Penguin Books has just completed a fascinating project, at a millionpenguins.com,which was a collaborative novel written entirely by volunteers on a wiki site.
As their introduction notes,
“The buzz these days is all about the network, the small pieces loosely joined. About how the sum of the parts is greater than the whole. About how working together and joining the dots serves the greater good and benefits our collective endeavours. . . .
However, is the same true in artistic fields? We are used to the romantic notion of the artist or the novelist working alone in an attic room, or in the shed at the bottom of the garden. . . . Can a collective create a believable fictional voice? How does a plot find any sort of coherent trajectory when different people have a different idea about how a story should end – or even begin? “
You can read the novel that resulted from Penguin’s experiment here. Also, if you click on the discussion tab, you can view all the different threads of discussion that occurred while it was being written, as well as discussions of the process. (They eventually decided to shut it down for a few hours a day so volunteers could “clean it up” and organize.)
The participants actually worked together across continents and time to sort of the structure of the novel, how to write it on the wiki, characters, etc.
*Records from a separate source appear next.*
//! TOML-based application configuration.
//!
//! Stores engine settings:
//! - Timer tick and stopwatch periods
//! - Session retention marks
//! - Feedback (haptics) preferences
//! - Storage file name
//!
//! Configuration is stored at `~/.config/regrow/config.toml`.

use serde::{Deserialize, Serialize};
use std::path::{Path, PathBuf};

use super::data_dir;
use crate::error::{ConfigError, Result};
use crate::recovery::RetentionPolicy;

/// Timer cadence configuration.
#[derive(Debug, Clone, PartialEq, Eq, Serialize, Deserialize)]
pub struct TimerConfig {
    #[serde(default = "default_tick_ms")]
    pub tick_ms: u64,
    #[serde(default = "default_stopwatch_period_ms")]
    pub stopwatch_period_ms: u64,
}

/// Session history bounds.
#[derive(Debug, Clone, PartialEq, Eq, Serialize, Deserialize)]
pub struct RetentionConfig {
    #[serde(default = "default_max_sessions")]
    pub max_sessions: usize,
    #[serde(default = "default_prune_target")]
    pub prune_target: usize,
}

/// Feedback configuration.
#[derive(Debug, Clone, PartialEq, Eq, Serialize, Deserialize)]
pub struct FeedbackConfig {
    #[serde(default = "default_true")]
    pub haptics: bool,
    #[serde(default = "default_pulse_ms")]
    pub pulse_ms: u64,
}

#[derive(Debug, Clone, PartialEq, Eq, Serialize, Deserialize)]
pub struct StorageConfig {
    #[serde(default = "default_db_file")]
    pub db_file: String,
}

/// Application configuration.
///
/// Serialized to/from TOML at `~/.config/regrow/config.toml`.
#[derive(Debug, Clone, Default, PartialEq, Eq, Serialize, Deserialize)]
pub struct Config {
    #[serde(default)]
    pub timer: TimerConfig,
    #[serde(default)]
    pub retention: RetentionConfig,
    #[serde(default)]
    pub feedback: FeedbackConfig,
    #[serde(default)]
    pub storage: StorageConfig,
}

// Default functions
fn default_tick_ms() -> u64 {
    crate::timer::DEFAULT_TICK_MS
}
fn default_stopwatch_period_ms() -> u64 {
    1000
}
fn default_max_sessions() -> usize {
    crate::recovery::MAX_SESSIONS
}
fn default_prune_target() -> usize {
    crate::recovery::PRUNE_TARGET
}
fn default_true() -> bool {
    true
}
fn default_pulse_ms() -> u64 {
    crate::feedback::DEFAULT_PULSE_MS
}
fn default_db_file() -> String {
    "regrow.db".into()
}

impl Default for TimerConfig {
    fn default() -> Self {
        Self {
            tick_ms: default_tick_ms(),
            stopwatch_period_ms: default_stopwatch_period_ms(),
        }
    }
}

impl Default for RetentionConfig {
    fn default() -> Self {
        Self {
            max_sessions: default_max_sessions(),
            prune_target: default_prune_target(),
        }
    }
}

impl Default for FeedbackConfig {
    fn default() -> Self {
        Self {
            haptics: true,
            pulse_ms: default_pulse_ms(),
        }
    }
}

impl Default for StorageConfig {
    fn default() -> Self {
        Self {
            db_file: default_db_file(),
        }
    }
}

impl Config {
    fn get_json_value_by_path<'a>(
        root: &'a serde_json::Value,
        key: &str,
    ) -> Option<&'a serde_json::Value> {
        if key.is_empty() {
            return None;
        }

        let mut current = root;
        for part in key.split('.') {
            current = current.get(part)?;
        }
        Some(current)
    }

    fn set_json_value_by_path(
        root: &mut serde_json::Value,
        key: &str,
        value: &str,
    ) -> Result<(), ConfigError> {
        let unknown = || ConfigError::UnknownKey(key.to_string());
        let invalid = |message: String| ConfigError::InvalidValue {
            key: key.to_string(),
            message,
        };

        let (parent_path, leaf) = match key.rsplit_once('.') {
            Some((parent, leaf)) => (Some(parent), leaf),
            None => (None, key),
        };
        if leaf.is_empty() {
            return Err(unknown());
        }

        let mut current = root;
        if let Some(parent_path) = parent_path {
            for part in parent_path.split('.') {
                current = current.get_mut(part).ok_or_else(unknown)?;
            }
        }
        let obj = current.as_object_mut().ok_or_else(unknown)?;
        let existing = obj.get(leaf).ok_or_else(unknown)?;

        let new_value = match existing {
            serde_json::Value::Bool(_) => serde_json::Value::Bool(
                value
                    .parse::<bool>()
                    .map_err(|e| invalid(e.to_string()))?,
            ),
            serde_json::Value::Number(_) => {
                let n = value
                    .parse::<u64>()
                    .map_err(|_| invalid(format!("cannot parse '{value}' as number")))?;
                serde_json::Value::Number(n.into())
            }
            serde_json::Value::Object(_) | serde_json::Value::Array(_) => {
                return Err(invalid("cannot set a whole section".into()));
            }
            _ => serde_json::Value::String(value.into()),
        };

        obj.insert(leaf.to_string(), new_value);
        Ok(())
    }

    pub fn path() -> Result<PathBuf> {
        Ok(data_dir()?.join("config.toml"))
    }

    /// Load from the default location, or defaults when the file is absent.
    ///
    /// # Errors
    ///
    /// Returns an error if the config file exists but cannot be parsed or
    /// fails validation.
    pub fn load() -> Result<Self> {
        Self::load_from(&Self::path()?)
    }

    pub fn load_from(path: &Path) -> Result<Self> {
        let cfg = match std::fs::read_to_string(path) {
            Ok(content) => toml::from_str::<Config>(&content).map_err(|e| {
                ConfigError::LoadFailed {
                    path: path.to_path_buf(),
                    message: e.to_string(),
                }
            })?,
            Err(e) if e.kind() == std::io::ErrorKind::NotFound => Self::default(),
            Err(e) => {
                return Err(ConfigError::LoadFailed {
                    path: path.to_path_buf(),
                    message: e.to_string(),
                }
                .into())
            }
        };
        cfg.validate()?;
        Ok(cfg)
    }

    /// Persist to the default location.
    pub fn save(&self) -> Result<()> {
        self.save_to(&Self::path()?)
    }

    pub fn save_to(&self, path: &Path) -> Result<()> {
        let save_failed = |message: String| ConfigError::SaveFailed {
            path: path.to_path_buf(),
            message,
        };
        let content = toml::to_string_pretty(self).map_err(|e| save_failed(e.to_string()))?;
        std::fs::write(path, content).map_err(|e| save_failed(e.to_string()))?;
        Ok(())
    }

    pub fn validate(&self) -> Result<(), ConfigError> {
        if self.timer.tick_ms == 0 {
            return Err(ConfigError::InvalidValue {
                key: "timer.tick_ms".into(),
                message: "must be greater than zero".into(),
            });
        }
        if self.timer.stopwatch_period_ms == 0 {
            return Err(ConfigError::InvalidValue {
                key: "timer.stopwatch_period_ms".into(),
                message: "must be greater than zero".into(),
            });
        }
        if self.retention.prune_target > self.retention.max_sessions {
            return Err(ConfigError::InvalidValue {
                key: "retention.prune_target".into(),
                message: format!(
                    "must not exceed retention.max_sessions ({})",
                    self.retention.max_sessions
                ),
            });
        }
        Ok(())
    }

    pub fn retention_policy(&self) -> RetentionPolicy {
        RetentionPolicy {
            max_sessions: self.retention.max_sessions,
            prune_target: self.retention.prune_target,
        }
    }

    /// Get a config value as string by dot-separated key.
    pub fn get(&self, key: &str) -> Option<String> {
        let json = serde_json::to_value(self).ok()?;
        let val = Self::get_json_value_by_path(&json, key)?;
        match val {
            serde_json::Value::String(s) => Some(s.clone()),
            other => Some(other.to_string()),
        }
    }

    /// Set a config value by key without saving.
    ///
    /// # Errors
    ///
    /// Returns an error if the key is unknown, the value cannot be parsed,
    /// or the resulting config is invalid.
    pub fn set(&mut self, key: &str, value: &str) -> Result<()> {
        let mut json = serde_json::to_value(&*self)?;
        Self::set_json_value_by_path(&mut json, key, value)?;
        let updated: Config = serde_json::from_value(json)?;
        updated.validate()?;
        *self = updated;
        Ok(())
    }
}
For example, after some struggle about the organization of it, one contributor took it upon herself to help organize the plot:
“Hi All – someone mentioned the idea of a “story arc” to help us get a sensible plot structure. . . .To get round this, I have set up a story arc page and a chapter summary page for each chapter. If people could summarise each chapter and refer to these summaries then hopefully we can build up a sensible timeline for events in the story.”
Others created sections about characters to work out how they would be handled.
It’s a fascinating project. According to Business Week, as of March 5, they had 75,000 visitors and over 1300 contributors to the novel.
What a great project for students, and again proof of the power of collaboration and the role of web 2.0 tools.